Lassen Sie den Kleber trocknen. FĂŒgen Sie Zahnzementpulver in einem 1,5-Milliliter-Mikrofugenröhrchen bis zur 0,1-Milliliter-Marke hinzu. Mischen Sie sieben bis acht Tropfen schnell aushĂ€rtenden Sofortkleber in das Pulver und ziehen Sie die resultierende Mischung in eine Ein-Milliliter-Spritze mit einer 19-Gauge-Nadel, die geschnitten wurde, um eine gröĂere Ăffnung zu schaffen.
Injizieren Sie die Pulvermischung durch die seitlichen Löcher der Hubschrauberstange, bis sie von beiden Seiten versickert. Tragen Sie die Zahnzement-Klebstoffmischung auf den Rest des freiliegenden SchĂ€dels auf, um die Kopfplatte am SchĂ€del zu befestigen.

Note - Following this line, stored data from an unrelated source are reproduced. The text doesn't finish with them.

//! # Dedicated home thread.
//!
//! [`spawn_home`] starts a named OS thread, binds it as the dispatcher's home,
//! and keeps the home state on it until shutdown. The state never leaves that
//! thread while the loop runs; it is handed back through [`HomeThread::join`].

use std::fmt;
use std::thread;

use tokio_util::sync::CancellationToken;
use tracing::info;

use super::dispatcher::{channel, Dispatcher};
use crate::error::RuntimeError;

/// Owner handle of a running home thread.
pub struct HomeThread<S> {
    name: String,
    handle: thread::JoinHandle<S>,
}

impl<S> fmt::Debug for HomeThread<S> {
    fn fmt(&self, f: &mut fmt::Formatter<'_>) -> fmt::Result {
        f.debug_struct("HomeThread")
            .field("name", &self.name)
            .field("finished", &self.handle.is_finished())
            .finish()
    }
}

impl<S> HomeThread<S> {
    /// Name given to the OS thread.
    pub fn name(&self) -> &str {
        &self.name
    }

    /// True once the home loop has returned.
    pub fn is_finished(&self) -> bool {
        self.handle.is_finished()
    }

    /// Blocks until the home loop returns and yields the final state.
    ///
    /// Only returns after the dispatcher was shut down (or every dispatcher
    /// handle was dropped).
    pub fn join(self) -> Result<S, RuntimeError> {
        let name = self.name;
        self.handle
            .join()
            .map_err(|_| RuntimeError::HomePanicked { name })
    }
}

/// Spawns a home thread that owns `state` and returns the dispatcher feeding it.
///
/// The single-threaded runtime is built before the thread starts, so setup
/// failures surface here as [`RuntimeError::HomeThread`].
pub fn spawn_home<S>(
    name: impl Into<String>,
    token: CancellationToken,
    state: S,
) -> Result<(Dispatcher<S>, HomeThread<S>), RuntimeError>
where
    S: Send + 'static,
{
    let name = name.into();
    let runtime = tokio::runtime::Builder::new_current_thread().build()?;
    let (dispatcher, home) = channel(token);

    let handle = thread::Builder::new()
        .name(name.clone())
        .spawn(move || runtime.block_on(home.run(state)))?;

    info!(thread = %name, "home thread started");
    Ok((dispatcher, HomeThread { name, handle }))
}
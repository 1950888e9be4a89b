//! Fault signals: the value, its handlers and its sources.
//!
//! ## Contents
//! - [`Signal`] immutable fault value (source, time, thread, seq)
//! - [`FaultHandler`], [`HandlerFn`], [`HandlerRef`] callback contract
//! - [`SignalSource`], [`HandlerId`] named emitter with same-thread and
//!   cross-thread emission

mod handler;
mod signal;
mod source;

pub use handler::{FaultHandler, HandlerFn, HandlerRef};
pub use signal::Signal;
pub use source::{HandlerId, SignalSource};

Wickeln Sie die Maus in Stoff und befestigen Sie sie ĂŒber ihre Kopfplatte am Kopfbefestigungsarm des in die Luft gehobenen HeimkĂ€figs, dann lassen Sie den HauskĂ€fig dem Licht ausgesetzt.
Nach einer Eingewöhnungszeit von 15 Minuten die Maus aus dem HauskĂ€fig entfernen. WĂ€hlen Sie im Weitfeldmodus des Mikroskops zwei bis drei Positionen des leicht identifizierbaren GefĂ€Ăsystems aus. Speichern Sie die Bilder der BlutgefĂ€Ăe und zeichnen Sie die x- und y-Koordinaten auf, die auf dem Motorcontroller erscheinen.
Stellen Sie sich die synaptischen Strukturen von Neuronen und die GCaMP6f-AktivitĂ€t in Astrozyten vor. In der reprĂ€sentativen Analyse wurde die QualitĂ€t des SchĂ€delfensters mit wiederholter Bildgebung von Dendriten und GCaMP6f-exprimierenden Astrozyten ĂŒber Tage bewertet. In einem guten Fenster erschienen die neuronalen Strukturen knackig mit deutlich sichtbaren dendritischen Stacheln.
Zwei neue Stacheln erschienen am zweiten Tag der Bildgebung. Nur eine WirbelsĂ€ule blieb bestehen und war am fĂŒnften Tag sichtbar. Die KalziumaktivitĂ€t wurde in Astrozyten untersucht, die GCaMP6f zu verschiedenen Zeitpunkten exprimierten.
Ein globales Ereignis, das die gesamte Zelle umfasste, wurde wĂ€hrend eines Fortbewegungskampfes beobachtet. Die beiden kritischen Schritte dieses Protokolls sind, dass der Knochen vor der Entfernung des Knochens ausreichend ausgedĂŒnnt werden muss, und die richtige Platzierung des Deckglases ĂŒber der Ăffnung. Die Bildgebung kann mit einer Verhaltensanalyse kombiniert werden, entweder wĂ€hrend der Bildgebung oder nach dem Verhalten, z. B. dem Erlernen einer neuen motorischen FĂ€higkeit, um zu bestimmen, wie die Struktur und Funktion von neuronalen und Astrozyten durch Lernen moduliert wird.